En 1489, Henri VII fit des plans pour aider la Bretagne dans les efforts de la région pour maintenir son indépendance au sein de la vieille France historique. En effet, en France, la Bretagne est la seule région à avoir ce statut. La logique d'Henry était simple - si la Bretagne conservait son indépendance mais s'en remettait en partie à l'Angleterre, celle-ci était potentiellement implantée et alliée en France. En 1489, le Parlement a voté pour Henry 100 000 £ dans sa quête pour soutenir la Bretagne. Cependant, cela devait être augmenté par le biais de la fiscalité et la taxe provoquait le ressentiment, car il s'agissait d'une forme précoce d'impôt sur le revenu, alors que de nombreux autres impôts antérieurs pouvaient être payés en nature plutôt qu'en espèces. Seulement 27 000 £ ont été collectés.
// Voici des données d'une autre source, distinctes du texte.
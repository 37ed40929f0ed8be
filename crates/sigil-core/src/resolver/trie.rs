//! Prefix trie over concept sequences.
//!
//! Nodes live in a dense `Vec` and refer to each other by index handle; the
//! root is always handle 0. Children are kept in a `BTreeMap` so traversal
//! order is deterministic.

use std::collections::BTreeMap;

use crate::symbol::Concept;

#[derive(Debug, Clone, Copy, PartialEq, Eq)]
struct NodeHandle(usize);

const ROOT: NodeHandle = NodeHandle(0);

#[derive(Debug, Clone, Default)]
struct TrieNode {
    children: BTreeMap<Concept, NodeHandle>,
    /// Index of the combo terminating here, in registration order.
    combo: Option<usize>,
}

/// Trie keyed on concept sequences, terminal nodes carry combo indices.
#[derive(Debug, Clone)]
pub(crate) struct ComboTrie {
    nodes: Vec<TrieNode>,
}

impl ComboTrie {
    pub(crate) fn new() -> Self {
        Self {
            nodes: vec![TrieNode::default()],
        }
    }

    /// Inserts a sequence. If the sequence is already terminal the earlier
    /// combo is kept and its index returned as `Err`.
    pub(crate) fn insert(&mut self, concepts: &[Concept], combo: usize) -> Result<(), usize> {
        let mut node = ROOT;
        for &concept in concepts {
            node = match self.nodes[node.0].children.get(&concept) {
                Some(&child) => child,
                None => {
                    let child = NodeHandle(self.nodes.len());
                    self.nodes.push(TrieNode::default());
                    self.nodes[node.0].children.insert(concept, child);
                    child
                }
            };
        }
        match self.nodes[node.0].combo {
            Some(existing) => Err(existing),
            None => {
                self.nodes[node.0].combo = Some(combo);
                Ok(())
            }
        }
    }

    fn walk(&self, concepts: &[Concept]) -> Option<&TrieNode> {
        let mut node = ROOT;
        for concept in concepts {
            node = *self.nodes[node.0].children.get(concept)?;
        }
        Some(&self.nodes[node.0])
    }

    /// Combo registered for exactly this sequence.
    pub(crate) fn exact(&self, concepts: &[Concept]) -> Option<usize> {
        self.walk(concepts).and_then(|node| node.combo)
    }

    /// Returns true if some registered combo strictly extends this sequence.
    pub(crate) fn has_extension(&self, concepts: &[Concept]) -> bool {
        self.walk(concepts)
            .is_some_and(|node| !node.children.is_empty())
    }

    /// Longest registered prefix of `concepts`, as `(length, combo)`.
    pub(crate) fn longest_match(&self, concepts: &[Concept]) -> Option<(usize, usize)> {
        let mut node = ROOT;
        let mut best = self.nodes[ROOT.0].combo.map(|combo| (0, combo));
        for (depth, concept) in concepts.iter().enumerate() {
            let Some(&child) = self.nodes[node.0].children.get(concept) else {
                break;
            };
            node = child;
            if let Some(combo) = self.nodes[node.0].combo {
                best = Some((depth + 1, combo));
            }
        }
        best
    }

    pub(crate) fn node_count(&self) -> usize {
        self.nodes.len()
    }
}

#[cfg(test)]
mod tests {
    use super::*;
    use Concept::{Bloom, Flame, Gale, Stone};

    #[test]
    fn exact_lookup() {
        let mut trie = ComboTrie::new();
        trie.insert(&[Flame, Gale], 0).unwrap();
        trie.insert(&[Flame, Stone], 1).unwrap();
        assert_eq!(trie.exact(&[Flame, Gale]), Some(0));
        assert_eq!(trie.exact(&[Flame, Stone]), Some(1));
        assert_eq!(trie.exact(&[Flame]), None);
        assert_eq!(trie.exact(&[Gale, Flame]), None);
    }

    #[test]
    fn shared_prefixes_share_nodes() {
        let mut trie = ComboTrie::new();
        trie.insert(&[Flame, Gale], 0).unwrap();
        trie.insert(&[Flame, Stone], 1).unwrap();
        // root + Flame + Gale + Stone
        assert_eq!(trie.node_count(), 4);
    }

    #[test]
    fn duplicate_keeps_earliest() {
        let mut trie = ComboTrie::new();
        trie.insert(&[Bloom, Bloom], 0).unwrap();
        assert_eq!(trie.insert(&[Bloom, Bloom], 3), Err(0));
        assert_eq!(trie.exact(&[Bloom, Bloom]), Some(0));
    }

    #[test]
    fn extension_detection() {
        let mut trie = ComboTrie::new();
        trie.insert(&[Flame, Gale], 0).unwrap();
        trie.insert(&[Flame, Gale, Stone], 1).unwrap();
        assert!(trie.has_extension(&[Flame]));
        assert!(trie.has_extension(&[Flame, Gale]));
        assert!(!trie.has_extension(&[Flame, Gale, Stone]));
        assert!(!trie.has_extension(&[Stone]));
    }

    #[test]
    fn longest_match_prefers_deepest_terminal() {
        let mut trie = ComboTrie::new();
        trie.insert(&[Flame, Gale], 0).unwrap();
        trie.insert(&[Flame, Gale, Stone], 1).unwrap();
        assert_eq!(trie.longest_match(&[Flame, Gale, Bloom]), Some((2, 0)));
        assert_eq!(trie.longest_match(&[Flame, Gale, Stone, Bloom]), Some((3, 1)));
        assert_eq!(trie.longest_match(&[Flame, Bloom]), None);
        assert_eq!(trie.longest_match(&[]), None);
    }
}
La taxe était la moins bienvenue dans le Yorkshire. Il y avait clairement un fort ressentiment à l'égard d'un monarque lancastrien, d'autant plus qu'un yorkiste avait été renversé. Mais le Yorkshire avait été durement touché par une mauvaise récolte et beaucoup dans le Yorkshire considéraient cette taxe comme une taxe trop loin. Une autre cause d'angoisse était le fait que d'autres comtés du nord étaient exonérés de la taxe parce qu'ils devaient utiliser leurs finances pour défendre le pays contre les Écossais.

Henry Percy, comte de Northumberland, a porté l'affaire du peuple devant le roi. Cependant, Henry était dans une position très difficile. Premièrement, il pensait que s'il n'affirmait pas son autorité si tôt dans son règne, d'autres le considéreraient comme un leader faible et en profiteraient. Deuxièmement, Henry croyait à la raison pour laquelle l'argent était collecté - en soutenant la Bretagne, ce qui pourrait aider l'Angleterre à l'avenir. Il a refusé d'écouter les arguments de Northumberland et le comte est retourné dans le nord sans rien. Après avoir informé les habitants du Yorkshire que le roi ne plierait pas, Northumberland a été assassiné presque certainement par ceux qui étaient très en colère contre la nouvelle, par opposition à toute autre raison plus sinistre. Cela n'a probablement pas aidé Northumberland qu'il était connu pour soutenir la taxe - sans doute pour maintenir une relation positive avec Henry.

Sir John Egremont a dirigé les rebelles de York. Le comte de Surrey réprima facilement leur ascension et Egremont s'enfuit en Flandre. Henry, dans un geste de conciliation, a voyagé vers le nord et a accordé de nombreuses grâces à ceux qui étaient impliqués dans le soulèvement. Le nouveau comte de Northumberland n'était qu'un mineur et le comte de Surrey a été nommé lieutenant dans la région gouvernée par le comte assassiné. Surrey n'avait aucune raison de ne pas être fidèle à Henry, car sa propre progression sociale et politique reposait sur le roi. Henry n'a plus rencontré de problèmes dans le nord, bien qu'il n'ait pas collecté le quota fiscal de la région pour la campagne de Bretagne.